January 15th, 2005 at 3:35 pm by Preston Taylor Holmes

It’s an hour until kickoff and I completely forgot about making my picks. Last week I went 2-for-4, which pretty much sucks, so let’s hope this week is an improvement.

Pittsburgh Steelers 29, New York Jets 20
Jets got lucky last week. Not this week, bitches.

Atlanta Falcons 31, L.A. Rams 17
The Rams left it all out on the field in Seattle last weekend and it’s still sitting there.

Indianapolis Colts 33, New England Patriots 26
Colts will finally prove the doubters wrong this week.

Minnesota Vikings 24, Philadelphia Eagles 17
I actually think the Iggles will win this one, but since I hate them, I have to call it for the Vikings.

So there you go – my predictions will all be dead on the money unless I’m wrong, in which case they won’t be. Either way, there are some damn great games this weekend. The playoffs are where the best games are – that’s why the Super Bowl usually sucks out loud.

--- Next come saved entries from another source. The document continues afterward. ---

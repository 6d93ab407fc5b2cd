//! nest-sync library
//!
//! Ingests device events from a Google Cloud Pub/Sub subscription, splits each
//! event into its traits, and stores them idempotently in SQLite.
//!
//! # Crates
//!
//! - `nest_sync_pubsub` - broker abstraction, live subscriber, in-memory broker
//! - `nest_sync_event_store` - SQLite trait event store
//! - `nest_sync_pubsub_source` - decoder, batch processor, ingestion loop
//!
//! # CLI Usage
//!
//! ```bash
//! # Continuous ingestion
//! nest-sync run --subscription projects/my-project/subscriptions/events-sub --db-path events.db
//!
//! # Drain the subscription once and exit (cron / systemd timer)
//! nest-sync run --subscription events-sub --project my-project --exit-when-idle
//!
//! # Push recorded payloads through the same pipeline without a broker
//! nest-sync replay --file payloads.jsonl --db-path events.db
//!
//! # Read stored rows back
//! nest-sync query --db-path events.db --from 2025-01-01T00:00:00Z
//! ```

use std::path::PathBuf;
use std::sync::Arc;

use anyhow::Context;
use clap::Parser;

pub mod config;
pub mod query;
pub mod replay;
pub mod run;

pub use nest_sync_event_store as event_store;
pub use nest_sync_pubsub as pubsub;
pub use nest_sync_pubsub_source as source;

use nest_sync_event_store::{EventStore, SqliteEventStore};
use nest_sync_pubsub::{emulator_endpoint, subscription_path, SubscriberConfig, DEFAULT_ENDPOINT};

#[derive(Parser, Clone, Debug)]
pub struct PubSubOpts {
    /// Subscription, either `projects/<project>/subscriptions/<name>` or a short name with --project
    #[arg(long, env = "NEST_SYNC_SUBSCRIPTION")]
    pub subscription: String,

    /// Google Cloud project id, used when --subscription is a short name
    #[arg(long, env = "GOOGLE_CLOUD_PROJECT")]
    pub project: Option<String>,

    /// Pub/Sub REST endpoint
    #[arg(long, default_value = DEFAULT_ENDPOINT, env = "PUBSUB_ENDPOINT")]
    pub pubsub_endpoint: String,

    /// Pub/Sub emulator host (host:port); overrides --pubsub-endpoint
    #[arg(long, env = "PUBSUB_EMULATOR_HOST")]
    pub emulator_host: Option<String>,

    /// OAuth2 access token, e.g. from `gcloud auth print-access-token`
    #[arg(long, env = "PUBSUB_ACCESS_TOKEN", hide_env_values = true)]
    pub access_token: Option<String>,
}

impl PubSubOpts {
    /// Resolve the options into a subscriber configuration.
    pub fn subscriber_config(&self) -> anyhow::Result<SubscriberConfig> {
        let subscription = subscription_path(self.project.as_deref(), &self.subscription)
            .context("Invalid subscription")?;

        let (endpoint, access_token) = match self.emulator_host.as_deref() {
            Some(host) if !host.trim().is_empty() => (emulator_endpoint(host), None),
            _ => (self.pubsub_endpoint.clone(), self.access_token.clone()),
        };

        Ok(SubscriberConfig {
            endpoint,
            subscription,
            access_token,
        })
    }
}

#[derive(Parser, Clone, Debug)]
pub struct StoreOpts {
    /// Path of the SQLite database file
    #[arg(long, default_value = "events.db", env = "NEST_SYNC_DB_PATH")]
    pub db_path: PathBuf,
}

/// Open the event store and make sure its schema exists.
pub async fn open_store(opts: &StoreOpts) -> anyhow::Result<Arc<SqliteEventStore>> {
    let store = SqliteEventStore::open(&opts.db_path)
        .with_context(|| format!("Failed to open event store at {}", opts.db_path.display()))?;
    store.initialize().await.with_context(|| {
        format!(
            "Failed to initialize event store at {}",
            opts.db_path.display()
        )
    })?;
    Ok(Arc::new(store))
}
use std::collections::HashMap;
use std::sync::atomic::{AtomicBool, Ordering};
use std::time::Duration;

use async_trait::async_trait;
use base64::Engine;
use serde::{Deserialize, Serialize};
use tracing::{debug, warn};

use crate::broker::{Broker, ReceivedMessage};
use crate::error::{Error, Result};

/// Production Pub/Sub endpoint
pub const DEFAULT_ENDPOINT: &str = "https://pubsub.googleapis.com";

/// Configuration for a Pub/Sub pull subscriber
#[derive(Debug, Clone)]
pub struct SubscriberConfig {
    /// REST endpoint, e.g. `https://pubsub.googleapis.com` or `http://localhost:8085`
    /// for the emulator
    pub endpoint: String,
    /// Full subscription path: `projects/{project}/subscriptions/{subscription}`
    pub subscription: String,
    /// OAuth2 bearer token. The emulator does not need one.
    pub access_token: Option<String>,
}

impl Default for SubscriberConfig {
    fn default() -> Self {
        Self {
            endpoint: DEFAULT_ENDPOINT.to_string(),
            subscription: "".to_string(),
            access_token: None,
        }
    }
}

/// Resolve a subscription given either as a full path or as a short name plus project.
///
/// ```
/// use nest_sync_pubsub::subscription_path;
///
/// assert_eq!(
///     subscription_path(Some("my-proj"), "events-sub").unwrap(),
///     "projects/my-proj/subscriptions/events-sub"
/// );
/// ```
pub fn subscription_path(project: Option<&str>, subscription: &str) -> Result<String> {
    let subscription = subscription.trim();
    if subscription.is_empty() {
        return Err(Error::InvalidConfig("subscription must not be empty".to_string()));
    }

    if subscription.starts_with("projects/") {
        let parts: Vec<&str> = subscription.split('/').collect();
        if parts.len() != 4 || parts[2] != "subscriptions" || parts[1].is_empty() || parts[3].is_empty()
        {
            return Err(Error::InvalidConfig(format!(
                "Invalid subscription path '{subscription}'. Expected 'projects/<project>/subscriptions/<name>'"
            )));
        }
        return Ok(subscription.to_string());
    }

    if subscription.contains('/') {
        return Err(Error::InvalidConfig(format!(
            "Invalid subscription name '{subscription}'"
        )));
    }

    match project.map(str::trim).filter(|p| !p.is_empty()) {
        Some(project) => Ok(format!("projects/{project}/subscriptions/{subscription}")),
        None => Err(Error::InvalidConfig(format!(
            "Subscription '{subscription}' is not a full path and no project was given"
        ))),
    }
}

/// Endpoint to use when talking to a local Pub/Sub emulator at `host` (e.g. `localhost:8085`).
pub fn emulator_endpoint(host: &str) -> String {
    let host = host.trim().trim_end_matches('/');
    if host.starts_with("http://") || host.starts_with("https://") {
        host.to_string()
    } else {
        format!("http://{host}")
    }
}

#[derive(Serialize)]
#[serde(rename_all = "camelCase")]
struct PullRequest {
    max_messages: usize,
}

#[derive(Serialize)]
#[serde(rename_all = "camelCase")]
struct AcknowledgeRequest<'a> {
    ack_ids: &'a [String],
}

#[derive(Serialize)]
#[serde(rename_all = "camelCase")]
struct ModifyAckDeadlineRequest<'a> {
    ack_ids: &'a [String],
    ack_deadline_seconds: u64,
}

#[derive(Deserialize, Default)]
#[serde(rename_all = "camelCase")]
struct PullResponse {
    #[serde(default)]
    received_messages: Vec<WireReceivedMessage>,
}

#[derive(Deserialize)]
#[serde(rename_all = "camelCase")]
struct WireReceivedMessage {
    ack_id: String,
    message: WireMessage,
    #[serde(default)]
    delivery_attempt: Option<u32>,
}

#[derive(Deserialize)]
#[serde(rename_all = "camelCase")]
struct WireMessage {
    #[serde(default)]
    data: Option<String>,
    #[serde(default)]
    message_id: String,
    #[serde(default)]
    publish_time: Option<String>,
    #[serde(default)]
    attributes: HashMap<String, String>,
}

impl From<WireReceivedMessage> for ReceivedMessage {
    fn from(wire: WireReceivedMessage) -> Self {
        let message_id = wire.message.message_id;
        let data = match wire.message.data {
            Some(encoded) => match base64::engine::general_purpose::STANDARD.decode(&encoded) {
                Ok(bytes) => bytes,
                Err(e) => {
                    // Hand the raw text on; the decoder will reject it and the message gets released.
                    warn!("Message {message_id} has data that is not valid base64: {e}");
                    encoded.into_bytes()
                }
            },
            None => Vec::new(),
        };

        ReceivedMessage {
            ack_id: wire.ack_id,
            message_id,
            data,
            publish_time: wire.message.publish_time,
            delivery_attempt: wire.delivery_attempt,
            attributes: wire.message.attributes,
        }
    }
}

/// Pull subscriber speaking the Pub/Sub v1 REST API.
pub struct PubSubSubscriber {
    http: reqwest::Client,
    config: SubscriberConfig,
    closed: AtomicBool,
}

impl PubSubSubscriber {
    /// Create a subscriber. No request is made until the first pull.
    pub fn new(config: SubscriberConfig) -> Result<Self> {
        if config.endpoint.trim().is_empty() {
            return Err(Error::InvalidConfig("endpoint must not be empty".to_string()));
        }
        // Validates the path shape; short names must already be resolved by the caller.
        subscription_path(None, &config.subscription)?;

        let http = reqwest::Client::builder().build()?;
        Ok(Self {
            http,
            config,
            closed: AtomicBool::new(false),
        })
    }

    pub fn config(&self) -> &SubscriberConfig {
        &self.config
    }

    fn subscription_url(&self) -> String {
        format!(
            "{}/v1/{}",
            self.config.endpoint.trim_end_matches('/'),
            self.config.subscription
        )
    }

    fn url(&self, method: &str) -> String {
        format!("{}:{method}", self.subscription_url())
    }

    /// Fetch the subscription resource once to confirm the endpoint is
    /// reachable, the credentials are accepted and the subscription exists.
    pub async fn check_subscription(&self, timeout: Duration) -> Result<()> {
        self.ensure_open()?;

        let request = self.http.get(self.subscription_url()).timeout(timeout);
        let request = match &self.config.access_token {
            Some(token) => request.bearer_auth(token),
            None => request,
        };
        let response = match request.send().await {
            Ok(response) => response,
            Err(e) if e.is_timeout() => return Err(Error::Timeout(timeout)),
            Err(e) => return Err(e.into()),
        };
        Self::check_status(response).await?;
        debug!("Subscription {} is reachable", self.config.subscription);
        Ok(())
    }

    fn ensure_open(&self) -> Result<()> {
        if self.closed.load(Ordering::SeqCst) {
            return Err(Error::Closed);
        }
        Ok(())
    }

    fn post<T: Serialize + ?Sized>(&self, method: &str, body: &T) -> reqwest::RequestBuilder {
        let request = self.http.post(self.url(method)).json(body);
        match &self.config.access_token {
            Some(token) => request.bearer_auth(token),
            None => request,
        }
    }

    async fn check_status(response: reqwest::Response) -> Result<reqwest::Response> {
        let status = response.status();
        if status.is_success() {
            return Ok(response);
        }
        let body = response.text().await.unwrap_or_default();
        Err(Error::Status {
            status: status.as_u16(),
            body,
        })
    }
}

#[async_trait]
impl Broker for PubSubSubscriber {
    async fn pull(&self, max_messages: usize, timeout: Duration) -> Result<Vec<ReceivedMessage>> {
        self.ensure_open()?;

        let response = match self
            .post("pull", &PullRequest { max_messages })
            .timeout(timeout)
            .send()
            .await
        {
            Ok(response) => response,
            Err(e) if e.is_timeout() => {
                debug!("Pull timed out after {timeout:?} with no messages");
                return Ok(Vec::new());
            }
            Err(e) => return Err(e.into()),
        };

        let response = Self::check_status(response).await?;
        let body = match response.text().await {
            Ok(body) => body,
            // Messages in this response are already leased; losing the body is a failed pull.
            Err(e) if e.is_timeout() => return Err(Error::Timeout(timeout)),
            Err(e) => return Err(e.into()),
        };
        parse_pull_response(&body)
    }

    async fn acknowledge(&self, ack_ids: &[String]) -> Result<()> {
        self.ensure_open()?;
        if ack_ids.is_empty() {
            return Ok(());
        }

        let response = self
            .post("acknowledge", &AcknowledgeRequest { ack_ids })
            .send()
            .await?;
        Self::check_status(response).await?;
        debug!("Acknowledged {} message(s)", ack_ids.len());
        Ok(())
    }

    async fn release(&self, ack_ids: &[String], delay: Duration) -> Result<()> {
        self.ensure_open()?;
        if ack_ids.is_empty() {
            return Ok(());
        }

        let response = self
            .post(
                "modifyAckDeadline",
                &ModifyAckDeadlineRequest {
                    ack_ids,
                    ack_deadline_seconds: delay.as_secs(),
                },
            )
            .send()
            .await?;
        Self::check_status(response).await?;
        debug!(
            "Released {} message(s) with redelivery delay {}s",
            ack_ids.len(),
            delay.as_secs()
        );
        Ok(())
    }

    async fn close(&self) -> Result<()> {
        if !self.closed.swap(true, Ordering::SeqCst) {
            debug!("Closed subscriber for {}", self.config.subscription);
        }
        Ok(())
    }
}

fn parse_pull_response(body: &str) -> Result<Vec<ReceivedMessage>> {
    if body.trim().is_empty() {
        return Ok(Vec::new());
    }
    let response: PullResponse = serde_json::from_str(body)
        .map_err(|e| Error::InvalidResponse(format!("Failed to parse pull response: {e}")))?;
    Ok(response
        .received_messages
        .into_iter()
        .map(ReceivedMessage::from)
        .collect())
}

10 Responses to “Playoffs, part two”

  1. K Says:

    I hate the Vikings :evil:

  2. K Says:

    LA Rams – I just caught that. LOL.

  3. Vince Aut Morire Says:


    Pick Em N Win I’ll jump into the playoff pick ‘em racket: Steelers vs. Jets – Don’t care Rams vs. Falcons – Yawn Colts vs. Patriots – Not Interested Vikings vs. Eagles – Vikings, but only because Green Bay didn’t

  4. Preston Taylor Holmes Says:

    You’re the only one that gets me, K.

  5. Homely Says:

    I hate the patriots.

  6. Eric Says:

    Final tally:
    Doubters: 1
    Believers: 0

    Seems to me that Peyton just can’t get past the sackfest the Huskers put on him in the ’98 Orange Bowl when Nebraska mangled Tennessee 42-17.

  7. Preston Taylor Holmes Says:

    I know, Eric. I should have known when Manning couldn’t beat the Memphis State Tigers that he would never actually win the big game. Damn shame, but he’ll have all kinds of regular season records on which to reflect fondly.

  8. Leo Oshkosh Says:

    Preston,

    You continue to believe that P Manning will show up in big games. He is a jerk. Bottom line, he is a big jerk and an even bigger chokemeister. He even blamed his defense for yesterdays loss despite playing like an asshole.

  9. Preston Taylor Holmes Says:

    Hey – Peyton gave all his money to tsunami relief. If you give all your money to tsunami relief, you can criticize his quarterbacking. Until then, keep your piehole shut.

  10. Leo Oshkosh Says:

    Oh, so now giving money to other countries is the equivalent of compassion.

    Actually, the tsunami is your fault. You like to drive big SUV’s. Don’t you lie to me. I saw you driving a big SUV with spinner wheels through Preston Taylor Homes. Everybody be gettin out on their porch and gettin jealous.